A evolução do direito conduz à distinção, que já se impõe, entre pai e genitor ou procriador. Pai é o que cria. Genitor é o que gera. Esses conceitos estiveram reunidos, enquanto houve primazia da função biológica da família. Ao ser humano, concebido fora da comunhão familiar dos pais socioafetivos, e que já desfruta do estado de filiação, deve ser assegurado o conhecimento de sua origem genética, ou da própria ascendência, como direito geral da personalidade.

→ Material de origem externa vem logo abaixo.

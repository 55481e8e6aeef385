//! Wire-level constants for cellcodec.
//!
//! This module centralizes the size limits and cell-naming conventions used
//! by the codecs. The cell names are part of the wire format and must be
//! reproduced exactly to round-trip with existing data.

/// Maximum raw bytes carried by a single binary chunk cell (64 KiB).
pub const CHUNK_SIZE: usize = 64 * 1024;

/// Maximum raw payload for a single buffer-typed property (256 KiB).
pub const MAX_PAYLOAD_SIZE: usize = 256 * 1024;

/// Maximum number of binary chunk cells per property.
pub const MAX_CHUNKS: usize = MAX_PAYLOAD_SIZE / CHUNK_SIZE;

/// Maximum plaintext for an encrypted property.
///
/// One block of headroom is reserved for the prepended IV plus PKCS#7
/// padding so that `IV || ciphertext` still fits under
/// [`MAX_PAYLOAD_SIZE`].
pub const MAX_ENCRYPTED_PLAINTEXT: usize = MAX_PAYLOAD_SIZE - 32;

/// AES-CBC initialization vector size in bytes.
pub const IV_SIZE: usize = 16;

/// Symmetric cipher key size in bytes (AES-256).
pub const KEY_SIZE: usize = 32;

/// Raw byte width of a decoded slug (128 bits).
pub const SLUG_SIZE: usize = 16;

/// Character length of the encoded slug form.
pub const SLUG_CHARS: usize = 22;

/// Initial slot capacity of a [`SlugIdArray`](crate::SlugIdArray).
///
/// Also the floor below which the array never shrinks.
pub const INITIAL_SLOTS: usize = 32;

/// Suffix of the companion cell carrying a wire type tag.
pub const ANNOTATION_SUFFIX: &str = "@odata.type";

Toda pessoa tem direito fundamental, na espécie direito da personalidade, de vindicar sua origem biológica para que, identificando seus ascendentes genéticos, possa adotar medidas preventivas para preservação da saúde e, a fortiori, da vida. Esse direito é individual, personalíssimo, não dependendo de ser inserido em relação de família para ser tutelado ou protegido. A paternidade e a maternidade derivam do estado de filiação, independentemente da origem (biológica ou não). Na hipótese de inseminação artificial heteróloga, o filho pode vindicar os dados genéticos de dador anônimo de sêmen que constem dos arquivos da instituição que o armazenou, para fins de direito da personalidade, mas não poderá fazê-lo com escopo de atribuição de paternidade.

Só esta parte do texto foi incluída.